India Shifts Towards Renewables For Peak Power Demands

India Shifts Towards Renewables For Peak Power Demands

India is on the cusp of a transformation in power sector. Institute for Energy Economics and Financial Analysis (IEEFA) report predicts less reliance on gas for peak power, despite India’s record high of 240GW in May 2024, underlining the need for strong solutions.

India

The report pinpoints the economic drawbacks of gas-based power. Limited domestic gas supplies and expensive imported Liquefied Natural Gas (LNG) inflate costs. IEEFA suggests allocating more domestic gas to power plants for immediate cost reduction. Even partial allocation of domestic gas can help lower tariffs to Rs 5.83 per unit, compared to Rs 13.70 per unit

However, the future lies in renewables. The government’s strategy emphasizes advancements in grid-scale energy storage and firm dispatchable renewable energy (FDRE) solutions. FDRE tenders comprised a significant 17% of the 69GW RE tenders issued in 2023-24, showcasing a strong push for clean energy integration.

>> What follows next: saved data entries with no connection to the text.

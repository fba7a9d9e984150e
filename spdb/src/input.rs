//! Input decoding
//!
//! Each input line is a JSON object. Field order matters only in that the first field is the
//! primary key; the rest become the row.

use thiserror::Error;

use crate::codec;
use crate::record::{Item, Row, Value};

/// Input specific errors.
#[derive(Error, Debug)]
pub enum InputError {
    /// Not valid JSON
    #[error("malformed record: {0}")]
    Malformed(#[from] serde_json::Error),

    /// Valid JSON, but not an object
    #[error("record is not a JSON object")]
    NotAnObject,

    /// An object without fields has no primary key
    #[error("record has no fields")]
    Empty,

    /// First field is not an integer
    #[error("primary key {field:?}: {reason}")]
    PrimaryKey {
        /// Name of the first field
        field: String,
        /// Why it was rejected
        reason: String,
    },
}

/// Parse one line into its fields, in the order they appear.
pub fn decode_line(line: &str) -> Result<Vec<(String, Value)>, InputError> {
    let serde_json::Value::Object(map) = serde_json::from_str::<serde_json::Value>(line)? else {
        return Err(InputError::NotAnObject);
    };
    Ok(map.into_iter().map(|(k, v)| (k, Value::from(v))).collect())
}

/// Split ordered fields into an item. The first field is the primary key and is not kept in
/// the row.
pub fn into_item(fields: Vec<(String, Value)>) -> Result<Item, InputError> {
    let mut fields = fields.into_iter();
    let (name, value) = fields.next().ok_or(InputError::Empty)?;
    let pk = coerce_primary_key(&name, &value)?;
    let row: Row = fields.collect();
    Ok(Item::new(pk, row))
}

/// Interpret a value as an integer primary key.
///
/// Integers pass through, floats must be integral and in range, strings must parse as a
/// base 10 integer. Anything else is rejected, as is any key which cannot be written to a
/// segment.
pub fn coerce_primary_key(field: &str, value: &Value) -> Result<i64, InputError> {
    let reject = |reason: String| InputError::PrimaryKey {
        field: field.to_string(),
        reason,
    };
    let pk = match value {
        Value::Int(i) => Ok(*i),
        Value::Float(f) => {
            // i64::MAX as f64 rounds up to 2^63, hence the strict upper bound
            if f.fract() == 0.0 && *f >= i64::MIN as f64 && *f < i64::MAX as f64 {
                Ok(*f as i64)
            } else {
                Err(reject(format!("float is not an integer: {f}")))
            }
        }
        Value::String(s) => s
            .parse::<i64>()
            .map_err(|e| reject(format!("string not an int: {e}"))),
        other => Err(reject(format!("unsupported type {}", other.tag()))),
    }?;
    codec::wire_primary_key(pk).map_err(|e| reject(e.to_string()))?;
    Ok(pk)
}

Interestingly, peak demand patterns are changing in India. IEEFA notes a shift towards daytime peaks, where solar can play a starring role. Additionally, these peak periods often coincide with months of high wind power availability.

In conclusion, India can use imported coal and gas to temporarily address power shortages, but solutions like solar, wind, and energy storage are needed for a greener long-term future.

Reference- Mercom India, Economic Times, Institute for Energy Economics and Financial Analysis (IEEFA)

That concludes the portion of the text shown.